What the task requires: Whenever the word "expires" appears in a line of the data below, copy that line.

Stored data:

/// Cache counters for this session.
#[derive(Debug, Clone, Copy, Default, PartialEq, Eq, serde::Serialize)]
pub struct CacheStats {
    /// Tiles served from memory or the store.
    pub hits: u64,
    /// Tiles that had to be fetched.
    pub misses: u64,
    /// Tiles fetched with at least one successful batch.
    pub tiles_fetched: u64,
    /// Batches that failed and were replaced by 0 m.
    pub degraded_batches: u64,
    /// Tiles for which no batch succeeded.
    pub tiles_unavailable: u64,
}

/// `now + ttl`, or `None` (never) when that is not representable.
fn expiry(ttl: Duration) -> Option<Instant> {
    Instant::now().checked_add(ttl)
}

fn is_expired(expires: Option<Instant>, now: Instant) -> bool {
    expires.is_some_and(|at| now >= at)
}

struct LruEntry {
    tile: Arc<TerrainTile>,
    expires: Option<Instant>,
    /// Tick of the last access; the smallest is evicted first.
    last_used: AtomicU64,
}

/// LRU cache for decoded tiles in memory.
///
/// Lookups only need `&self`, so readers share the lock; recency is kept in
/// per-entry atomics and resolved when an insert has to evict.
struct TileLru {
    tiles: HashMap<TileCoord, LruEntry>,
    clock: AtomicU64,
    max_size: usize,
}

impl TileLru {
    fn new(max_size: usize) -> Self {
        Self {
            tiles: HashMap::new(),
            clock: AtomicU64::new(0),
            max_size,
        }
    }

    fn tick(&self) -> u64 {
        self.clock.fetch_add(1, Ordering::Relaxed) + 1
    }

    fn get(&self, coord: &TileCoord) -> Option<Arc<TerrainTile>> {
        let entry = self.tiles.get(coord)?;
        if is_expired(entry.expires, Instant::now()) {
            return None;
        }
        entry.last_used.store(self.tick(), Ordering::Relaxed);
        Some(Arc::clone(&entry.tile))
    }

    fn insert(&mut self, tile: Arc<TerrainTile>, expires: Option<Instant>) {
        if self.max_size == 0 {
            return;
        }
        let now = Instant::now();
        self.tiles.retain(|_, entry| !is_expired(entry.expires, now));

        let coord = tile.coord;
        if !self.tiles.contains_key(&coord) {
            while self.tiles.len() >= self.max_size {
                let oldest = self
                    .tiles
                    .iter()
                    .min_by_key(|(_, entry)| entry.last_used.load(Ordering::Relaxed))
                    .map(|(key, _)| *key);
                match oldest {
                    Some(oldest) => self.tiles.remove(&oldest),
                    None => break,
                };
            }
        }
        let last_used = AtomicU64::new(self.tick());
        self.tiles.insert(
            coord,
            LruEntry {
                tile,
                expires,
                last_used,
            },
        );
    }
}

...

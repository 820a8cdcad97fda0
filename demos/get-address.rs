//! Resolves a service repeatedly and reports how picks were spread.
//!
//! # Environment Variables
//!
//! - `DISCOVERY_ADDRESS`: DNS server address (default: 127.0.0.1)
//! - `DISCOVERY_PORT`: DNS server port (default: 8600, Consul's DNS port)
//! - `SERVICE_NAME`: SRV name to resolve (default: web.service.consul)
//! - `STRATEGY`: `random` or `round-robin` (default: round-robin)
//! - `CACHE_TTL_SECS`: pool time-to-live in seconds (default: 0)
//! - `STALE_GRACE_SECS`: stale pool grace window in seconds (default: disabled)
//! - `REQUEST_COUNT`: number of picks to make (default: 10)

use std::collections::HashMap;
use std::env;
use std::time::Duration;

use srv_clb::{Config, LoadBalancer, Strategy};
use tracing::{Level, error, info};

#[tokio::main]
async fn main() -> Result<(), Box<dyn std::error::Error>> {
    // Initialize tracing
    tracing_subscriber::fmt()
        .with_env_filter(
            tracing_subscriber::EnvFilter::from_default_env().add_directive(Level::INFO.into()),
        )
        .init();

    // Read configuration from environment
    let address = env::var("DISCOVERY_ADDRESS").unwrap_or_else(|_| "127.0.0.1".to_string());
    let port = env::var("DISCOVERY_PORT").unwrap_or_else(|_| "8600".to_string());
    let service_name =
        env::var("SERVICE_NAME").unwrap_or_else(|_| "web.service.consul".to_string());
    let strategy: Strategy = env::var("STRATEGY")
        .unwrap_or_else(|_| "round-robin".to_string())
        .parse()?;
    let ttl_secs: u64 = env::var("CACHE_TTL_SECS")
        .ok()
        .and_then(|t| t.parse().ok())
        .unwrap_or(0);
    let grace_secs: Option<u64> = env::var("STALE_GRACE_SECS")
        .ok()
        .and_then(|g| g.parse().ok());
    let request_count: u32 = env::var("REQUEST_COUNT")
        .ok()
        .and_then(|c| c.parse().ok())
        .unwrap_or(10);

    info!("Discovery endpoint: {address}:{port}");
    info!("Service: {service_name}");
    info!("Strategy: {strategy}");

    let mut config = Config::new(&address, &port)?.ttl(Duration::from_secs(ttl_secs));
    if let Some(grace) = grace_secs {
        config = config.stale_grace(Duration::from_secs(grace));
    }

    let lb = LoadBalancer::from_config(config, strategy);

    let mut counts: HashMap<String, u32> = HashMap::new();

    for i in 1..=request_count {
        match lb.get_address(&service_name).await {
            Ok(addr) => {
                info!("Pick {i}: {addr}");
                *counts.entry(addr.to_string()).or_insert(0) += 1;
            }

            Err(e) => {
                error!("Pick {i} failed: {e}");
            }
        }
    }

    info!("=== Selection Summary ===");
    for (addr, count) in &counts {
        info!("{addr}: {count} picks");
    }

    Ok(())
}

Reply to the task:
fn is_expired(expires: Option<Instant>, now: Instant) -> bool {
    expires.is_some_and(|at| now >= at)
    expires: Option<Instant>,
        if is_expired(entry.expires, Instant::now()) {
    fn insert(&mut self, tile: Arc<TerrainTile>, expires: Option<Instant>) {
        self.tiles.retain(|_, entry| !is_expired(entry.expires, now));
                expires,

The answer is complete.